▸ **Task to carry out**
Every line of the material must be copied exactly, from the first to the last.

[[ Materials provided, beginning ]]

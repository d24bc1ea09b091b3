pub mod config;
pub mod error;
pub mod in_memory;
pub mod kms;
pub mod material;
pub mod workflow;
pub mod wrap;

pub use config::{ConfigError, ImportConfig};
pub use error::KmsImportError;
pub use in_memory::InMemoryKms;
pub use kms::{
    CreateKeyRequest, ExpirationModel, GetParametersForImportRequest, ImportKeyMaterialRequest,
    ImportKeyMaterialResponse, ImportParameters, KeyMetadata, KeyState, KeyUsage, KmsClient,
    OriginType, ServiceError, WrappingKeySpec,
};
pub use material::{EncryptedMaterial, ImportToken, KeyMaterial, MaterialError, WrappingPublicKey};
pub use workflow::{ImportOutcome, ImportWorkflow};
pub use wrap::{wrap, KeyMaterialWrapper, KeyWrap, WrapError, WrappingAlgorithm};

[[ Materials provided, end ]]

▸ **Task answer**
repository d24bc1ea09b091b3
pub mod config;
pub mod error;
pub mod in_memory;
pub mod kms;
pub mod material;
pub mod workflow;
pub mod wrap;

pub use config::{ConfigError, ImportConfig};
pub use error::KmsImportError;
pub use in_memory::InMemoryKms;
pub use kms::{
    CreateKeyRequest, ExpirationModel, GetParametersForImportRequest, ImportKeyMaterialRequest,
    ImportKeyMaterialResponse, ImportParameters, KeyMetadata, KeyState, KeyUsage, KmsClient,
    OriginType, ServiceError, WrappingKeySpec,
};
pub use material::{EncryptedMaterial, ImportToken, KeyMaterial, MaterialError, WrappingPublicKey};
pub use workflow::{ImportOutcome, ImportWorkflow};
pub use wrap::{wrap, KeyMaterialWrapper, KeyWrap, WrapError, WrappingAlgorithm};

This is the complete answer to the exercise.